*PROBLEM:* For the entries below, the expected answer is the line with "pub fn is_empty(self)", the line with "fresh value and", and every line between them, exactly as written, and nothing more.

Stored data
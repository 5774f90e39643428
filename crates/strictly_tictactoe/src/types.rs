//! Core domain types for tic-tac-toe.

use crate::action::Action;
use crate::error::BoardParseError;
use serde::{Deserialize, Serialize};
use std::str::FromStr;

/// Player in the game.
#[derive(Debug, Clone, Copy, PartialEq, Eq, Hash, Serialize, Deserialize, strum::Display)]
pub enum Player {
    /// Player X (moves on even plies).
    X,
    /// Player O (moves on odd plies).
    O,
}

impl Player {
    /// Returns the opponent player.
    pub fn opponent(self) -> Self {
        match self {
            Player::X => Player::O,
            Player::O => Player::X,
        }
    }

    /// Character used for this player's mark.
    pub fn mark(self) -> char {
        match self {
            Player::X => 'X',
            Player::O => 'O',
        }
    }
}

/// A cell on the tic-tac-toe board.
#[derive(Debug, Clone, Copy, PartialEq, Eq, Hash, Default, Serialize, Deserialize)]
pub enum Cell {
    /// Empty cell.
    #[default]
    Empty,
    /// Cell occupied by a player.
    Occupied(Player),
}

impl Cell {
    /// Returns true if no mark has been placed here.
    pub fn is_empty(self) -> bool {
        matches!(self, Cell::Empty)
    }

    /// Returns the owner of the cell, if any.
    pub fn player(self) -> Option<Player> {
        match self {
            Cell::Empty => None,
            Cell::Occupied(player) => Some(player),
        }
    }

    fn symbol(self) -> char {
        match self {
            Cell::Empty => '.',
            Cell::Occupied(player) => player.mark(),
        }
    }
}

/// 3x3 tic-tac-toe board, stored row-major.
///
/// `Board` is `Copy`: applying a move always produces a fresh value and
/// never touches the board it was derived from.
#[derive(Debug, Clone, Copy, PartialEq, Eq, Hash, Default, Serialize, Deserialize)]
pub struct Board {
    cells: [[Cell; 3]; 3],
}

impl Board {
    /// Creates a new empty board.
    pub fn new() -> Self {
        Self::default()
    }

    /// Gets the cell addressed by an action.
    pub fn get(&self, action: Action) -> Cell {
        self.cells[action.row()][action.col()]
    }

    /// Returns a copy of this board with `cell` written at `action`.
    pub(crate) fn with(mut self, action: Action, cell: Cell) -> Self {
        self.cells[action.row()][action.col()] = cell;
        self
    }

    /// Checks if the cell at `action` is empty.
    pub fn is_empty(&self, action: Action) -> bool {
        self.get(action).is_empty()
    }

    /// Returns the rows of the board.
    pub fn rows(&self) -> &[[Cell; 3]; 3] {
        &self.cells
    }

    /// Number of occupied cells.
    pub fn count_occupied(&self) -> usize {
        self.cells
            .iter()
            .flatten()
            .filter(|cell| !cell.is_empty())
            .count()
    }

    /// Number of cells marked by `player`.
    pub fn count_marks(&self, player: Player) -> usize {
        self.cells
            .iter()
            .flatten()
            .filter(|cell| cell.player() == Some(player))
            .count()
    }

    /// True when every cell is occupied.
    pub fn is_full(&self) -> bool {
        self.count_occupied() == 9
    }
}

impl std::fmt::Display for Board {
    fn fmt(&self, f: &mut std::fmt::Formatter<'_>) -> std::fmt::Result {
        for (idx, row) in self.cells.iter().enumerate() {
            if idx > 0 {
                writeln!(f)?;
            }
            for cell in row {
                write!(f, "{}", cell.symbol())?;
            }
        }
        Ok(())
    }
}

impl FromStr for Board {
    type Err = BoardParseError;

    /// Parses nine cells in row-major order.
    ///
    /// `X`/`x` and `O`/`o` are marks; `.`, `-`, `_` and space are empty.
    /// Row separators (`/`, `|`, newlines) are ignored.
    fn from_str(s: &str) -> Result<Self, Self::Err> {
        let mut cells = Vec::with_capacity(9);
        for ch in s.chars() {
            let cell = match ch {
                'X' | 'x' => Cell::Occupied(Player::X),
                'O' | 'o' => Cell::Occupied(Player::O),
                '.' | '-' | '_' | ' ' => Cell::Empty,
                '/' | '|' | '\n' | '\r' => continue,
                other => return Err(BoardParseError::InvalidCharacter(other)),
            };
            cells.push(cell);
        }

        if cells.len() != 9 {
            return Err(BoardParseError::WrongCellCount(cells.len()));
        }

        let mut board = Board::new();
        for (idx, cell) in cells.into_iter().enumerate() {
            board.cells[idx / 3][idx % 3] = cell;
        }
        Ok(board)
    }
}

/// Outcome value from X's perspective: +1 X wins, -1 O wins, 0 otherwise.
pub type Utility = i8;

/// Outcome of a finished game.
#[derive(Debug, Clone, Copy, PartialEq, Eq, Hash, Serialize, Deserialize)]
pub enum Outcome {
    /// Player won the game.
    Winner(Player),
    /// Game ended in a draw.
    Draw,
}

impl Outcome {
    /// Returns the winner if there is one.
    pub fn winner(&self) -> Option<Player> {
        match self {
            Outcome::Winner(player) => Some(*player),
            Outcome::Draw => None,
        }
    }

    /// Returns true if the game was a draw.
    pub fn is_draw(&self) -> bool {
        matches!(self, Outcome::Draw)
    }
}

impl std::fmt::Display for Outcome {
    fn fmt(&self, f: &mut std::fmt::Formatter<'_>) -> std::fmt::Result {
        match self {
            Outcome::Winner(player) => write!(f, "Player {} wins", player),
            Outcome::Draw => write!(f, "Draw"),
        }
    }
}
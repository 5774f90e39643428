//! Search configuration.

use crate::error::ConfigError;
use derive_getters::Getters;
use serde::{Deserialize, Serialize};
use std::path::Path;
use std::time::Duration;
use tracing::{debug, info, instrument};

/// Options for [`Solver`](crate::Solver).
///
/// None of these change which action is chosen; they only trade memory or
/// threads for speed, or bound wall time.
#[derive(Debug, Clone, PartialEq, Eq, Getters, Serialize, Deserialize)]
#[serde(default)]
pub struct SearchConfig {
    /// Cache exact values by board within one search.
    memoize: bool,

    /// Evaluate each root action on its own thread.
    parallel_root: bool,

    /// Abort with a timeout error after this many milliseconds.
    deadline_ms: Option<u64>,
}

impl Default for SearchConfig {
    fn default() -> Self {
        Self {
            memoize: true,
            parallel_root: false,
            deadline_ms: None,
        }
    }
}

impl SearchConfig {
    /// Full unpruned, unmemoized, sequential traversal.
    pub fn reference() -> Self {
        Self {
            memoize: false,
            parallel_root: false,
            deadline_ms: None,
        }
    }

    /// Sets whether values are memoized.
    pub fn with_memoize(mut self, memoize: bool) -> Self {
        self.memoize = memoize;
        self
    }

    /// Sets whether root actions are searched in parallel.
    pub fn with_parallel_root(mut self, parallel_root: bool) -> Self {
        self.parallel_root = parallel_root;
        self
    }

    /// Sets the wall-time budget.
    pub fn with_deadline_ms(mut self, deadline_ms: Option<u64>) -> Self {
        self.deadline_ms = deadline_ms;
        self
    }

    /// Deadline as a [`Duration`].
    pub fn deadline(&self) -> Option<Duration> {
        self.deadline_ms.map(Duration::from_millis)
    }

    /// Parses configuration from TOML text. Missing keys take defaults.
    #[instrument(skip(content))]
    pub fn from_toml_str(content: &str) -> Result<Self, ConfigError> {
        let config: Self = toml::from_str(content)?;
        debug!(?config, "Parsed search config");
        Ok(config)
    }

    /// Loads configuration from a TOML file.
    #[instrument(skip(path), fields(path = %path.as_ref().display()))]
    pub fn from_file(path: impl AsRef<Path>) -> Result<Self, ConfigError> {
        debug!("Loading config from file");
        let content = std::fs::read_to_string(path.as_ref())?;
        let config = Self::from_toml_str(&content)?;
        info!(
            memoize = config.memoize,
            parallel_root = config.parallel_root,
            deadline_ms = ?config.deadline_ms,
            "Config loaded successfully"
        );
        Ok(config)
    }
}
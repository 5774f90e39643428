//! Shared helpers for integration tests.

#![allow(dead_code)]

use std::collections::HashSet;
use strictly_tictactoe::{GameState, is_terminal};

/// Every state reachable from the empty board under legal play.
pub fn reachable_states() -> Vec<GameState> {
    let mut seen = HashSet::new();
    let mut stack = vec![GameState::initial()];
    let mut states = Vec::new();

    while let Some(state) = stack.pop() {
        if !seen.insert(state) {
            continue;
        }
        states.push(state);
        if is_terminal(&state) {
            continue;
        }
        for action in state.legal_actions() {
            stack.push(state.apply(action).expect("legal action applies"));
        }
    }

    states
}

/// Parses a board literal, panicking on malformed fixtures.
pub fn state(board: &str) -> GameState {
    board.parse().expect("valid board fixture")
}
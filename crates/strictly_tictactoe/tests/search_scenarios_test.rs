//! End-to-end minimax scenarios.

mod common;

use common::state;
use strictly_tictactoe::{
    Action, Outcome, SearchConfig, SearchError, Solver, initial_state, is_terminal, minimax,
    self_play, utility, winner,
};

fn action(row: usize, col: usize) -> Action {
    Action::new(row, col).unwrap()
}

#[test]
fn test_empty_board_picks_top_left() {
    assert_eq!(minimax(&initial_state()), Ok(action(0, 0)));
}

#[test]
fn test_reference_traversal_of_empty_board() {
    let report = Solver::new(SearchConfig::reference())
        .search(&initial_state())
        .unwrap();
    assert_eq!(*report.action(), action(0, 0));
    assert_eq!(*report.value(), 0);
    assert_eq!(*report.nodes(), 549_946);
    assert_eq!(*report.leaves(), 255_168);
}

#[test]
fn test_takes_immediate_win() {
    let state = state("XX./OO./...");
    assert_eq!(minimax(&state), Ok(action(0, 2)));
}

#[test]
fn test_blocks_column_threat() {
    // O threatens column 2; X has no win of its own and must block.
    let threatened = state("..O/XXO/...");
    assert_eq!(threatened.player_to_move(), strictly_tictactoe::Player::X);
    assert_eq!(minimax(&threatened), Ok(action(2, 2)));

    let threatened = state("X.O/..O/.X.");
    assert_eq!(minimax(&threatened), Ok(action(2, 2)));
}

#[test]
fn test_column_threat_without_x_marks_is_unreachable() {
    // Two O marks and no X marks cannot arise from alternating play.
    assert!("..O/..O/...".parse::<strictly_tictactoe::GameState>().is_err());
}

#[test]
fn test_o_takes_immediate_win() {
    let state = state("XX./OO./X..");
    assert_eq!(minimax(&state), Ok(action(1, 2)));
}

#[test]
fn test_o_blocks_row_threat() {
    let state = state("XX./.O./...");
    assert_eq!(minimax(&state), Ok(action(0, 2)));
}

#[test]
fn test_full_board_draw_has_no_moves() {
    let full = state("XOX/XOO/OXX");
    assert!(is_terminal(&full));
    assert_eq!(winner(&full), None);
    assert_eq!(utility(&full), 0);
    assert_eq!(minimax(&full), Err(SearchError::NoMovesAvailable));
}

#[test]
fn test_won_board_has_no_moves() {
    let won = state("XXX/OO./...");
    assert_eq!(
        Solver::default().search(&won).unwrap_err(),
        SearchError::NoMovesAvailable
    );
    assert_eq!(
        Solver::default().ranked_actions(&won).unwrap_err(),
        SearchError::NoMovesAvailable
    );
}

#[test]
fn test_self_play_from_empty_board_draws() {
    let record = self_play(initial_state(), &Solver::default()).unwrap();
    assert!(record.outcome().is_draw());
    assert_eq!(record.moves().len(), 9);
    assert_eq!(utility(record.final_state()), 0);
}

#[test]
fn test_self_play_is_deterministic() {
    let first = self_play(initial_state(), &Solver::default()).unwrap();
    let second = self_play(initial_state(), &Solver::default()).unwrap();
    assert_eq!(first, second);
}

#[test]
fn test_self_play_draws_after_every_opening() {
    for opening in initial_state().legal_actions() {
        let start = initial_state().apply(opening).unwrap();
        let record = self_play(start, &Solver::default()).unwrap();
        assert_eq!(*record.outcome(), Outcome::Draw, "opening {}", opening);
    }
}

#[test]
fn test_self_play_punishes_blunder() {
    // X opens in the corner, O answers on an edge and loses by force.
    let start = state("X../.../...").apply_at(0, 1).unwrap();
    let record = self_play(start, &Solver::default()).unwrap();
    assert_eq!(
        *record.outcome(),
        Outcome::Winner(strictly_tictactoe::Player::X)
    );
}

#[test]
fn test_chosen_value_matches_state_value() {
    let solver = Solver::default();
    let state = state("X../.O./...");
    let report = solver.search(&state).unwrap();
    assert_eq!(solver.value(&state), Ok(*report.value()));
}
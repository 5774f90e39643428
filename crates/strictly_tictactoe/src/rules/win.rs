//! Win detection logic for tic-tac-toe.

use crate::action::Action;
use crate::state::GameState;
use crate::types::{Board, Cell, Player};

const fn at(row: usize, col: usize) -> Action {
    Action::ALL[row * 3 + col]
}

/// Every winning line, scanned rows first, then columns, then diagonals.
pub const LINES: [[Action; 3]; 8] = [
    // Rows
    [at(0, 0), at(0, 1), at(0, 2)],
    [at(1, 0), at(1, 1), at(1, 2)],
    [at(2, 0), at(2, 1), at(2, 2)],
    // Columns
    [at(0, 0), at(1, 0), at(2, 0)],
    [at(0, 1), at(1, 1), at(2, 1)],
    [at(0, 2), at(1, 2), at(2, 2)],
    // Diagonals
    [at(0, 0), at(1, 1), at(2, 2)],
    [at(0, 2), at(1, 1), at(2, 0)],
];

/// Checks if there is a winner on the board.
///
/// Returns the owner of the first complete line in [`LINES`] order.
pub fn check_winner(board: &Board) -> Option<Player> {
    LINES.iter().find_map(|&[a, b, c]| {
        let cell = board.get(a);
        if cell == board.get(b) && cell == board.get(c) {
            cell.player()
        } else {
            None
        }
    })
}

/// True if `player` owns at least one complete line.
pub fn has_line(board: &Board, player: Player) -> bool {
    let mark = Cell::Occupied(player);
    LINES
        .iter()
        .any(|line| line.iter().all(|&action| board.get(action) == mark))
}

/// Winner of a game state, if any.
pub fn winner(state: &GameState) -> Option<Player> {
    check_winner(state.board())
}
//! Immutable game state snapshots.

use crate::action::Action;
use crate::error::{BoardParseError, InvalidActionError};
use crate::invariants::{BoardBalanced, Invariant};
use crate::types::{Board, Cell, Player};
use serde::{Deserialize, Serialize};
use std::str::FromStr;
use tracing::instrument;

/// A snapshot of the game.
///
/// The player to move is derived from the number of occupied cells rather
/// than stored, so it can never drift out of sync with the board. States
/// are never mutated; [`GameState::apply`] returns a new value.
#[derive(Debug, Clone, Copy, PartialEq, Eq, Hash, Default, Serialize, Deserialize)]
#[serde(try_from = "Board", into = "Board")]
pub struct GameState {
    board: Board,
}

impl GameState {
    /// The empty starting position.
    pub fn initial() -> Self {
        Self::default()
    }

    /// Wraps an existing board, rejecting mark counts that alternating play
    /// starting with X cannot produce.
    pub fn from_board(board: Board) -> Result<Self, BoardParseError> {
        let x = board.count_marks(Player::X);
        let o = board.count_marks(Player::O);
        if x == o || x == o + 1 {
            Ok(Self { board })
        } else {
            Err(BoardParseError::Unbalanced { x, o })
        }
    }

    /// Returns the board.
    pub fn board(&self) -> &Board {
        &self.board
    }

    /// Number of plies played so far.
    pub fn ply(&self) -> usize {
        self.board.count_occupied()
    }

    /// X moves on even plies, O on odd plies.
    pub fn player_to_move(&self) -> Player {
        if self.ply() % 2 == 0 {
            Player::X
        } else {
            Player::O
        }
    }

    /// Empty cells in row-major order.
    pub fn legal_actions(&self) -> impl Iterator<Item = Action> + '_ {
        Action::ALL
            .into_iter()
            .filter(|action| self.board.is_empty(*action))
    }

    /// Places the mover's mark at `action`, returning the new state.
    #[instrument(skip(self), fields(ply = self.ply()))]
    pub fn apply(&self, action: Action) -> Result<Self, InvalidActionError> {
        if !self.board.is_empty(action) {
            return Err(InvalidActionError::Occupied(action));
        }
        Ok(self.place(action))
    }

    /// Like [`GameState::apply`] but takes raw coordinates.
    pub fn apply_at(&self, row: usize, col: usize) -> Result<Self, InvalidActionError> {
        self.apply(Action::new(row, col)?)
    }

    /// Places the mover's mark without the occupancy check.
    ///
    /// Only for actions drawn from [`GameState::legal_actions`].
    pub(crate) fn place(&self, action: Action) -> Self {
        debug_assert!(self.board.is_empty(action));
        let next = Self {
            board: self
                .board
                .with(action, Cell::Occupied(self.player_to_move())),
        };
        debug_assert!(
            BoardBalanced::holds(&next),
            "{}",
            BoardBalanced::description()
        );
        next
    }
}

impl TryFrom<Board> for GameState {
    type Error = BoardParseError;

    fn try_from(board: Board) -> Result<Self, Self::Error> {
        Self::from_board(board)
    }
}

impl From<GameState> for Board {
    fn from(state: GameState) -> Self {
        state.board
    }
}

impl FromStr for GameState {
    type Err = BoardParseError;

    fn from_str(s: &str) -> Result<Self, Self::Err> {
        Self::from_board(s.parse()?)
    }
}

impl std::fmt::Display for GameState {
    fn fmt(&self, f: &mut std::fmt::Formatter<'_>) -> std::fmt::Result {
        write!(f, "{}", self.board)
    }
}

/// The empty board.
pub fn initial_state() -> GameState {
    GameState::initial()
}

*SOLUTION FOR THIS TASK:*
    pub fn is_empty(self) -> bool {
        matches!(self, Cell::Empty)
    }

    /// Returns the owner of the cell, if any.
    pub fn player(self) -> Option<Player> {
        match self {
            Cell::Empty => None,
            Cell::Occupied(player) => Some(player),
        }
    }

    fn symbol(self) -> char {
        match self {
            Cell::Empty => '.',
            Cell::Occupied(player) => player.mark(),
        }
    }
}

/// 3x3 tic-tac-toe board, stored row-major.
///
/// `Board` is `Copy`: applying a move always produces a fresh value and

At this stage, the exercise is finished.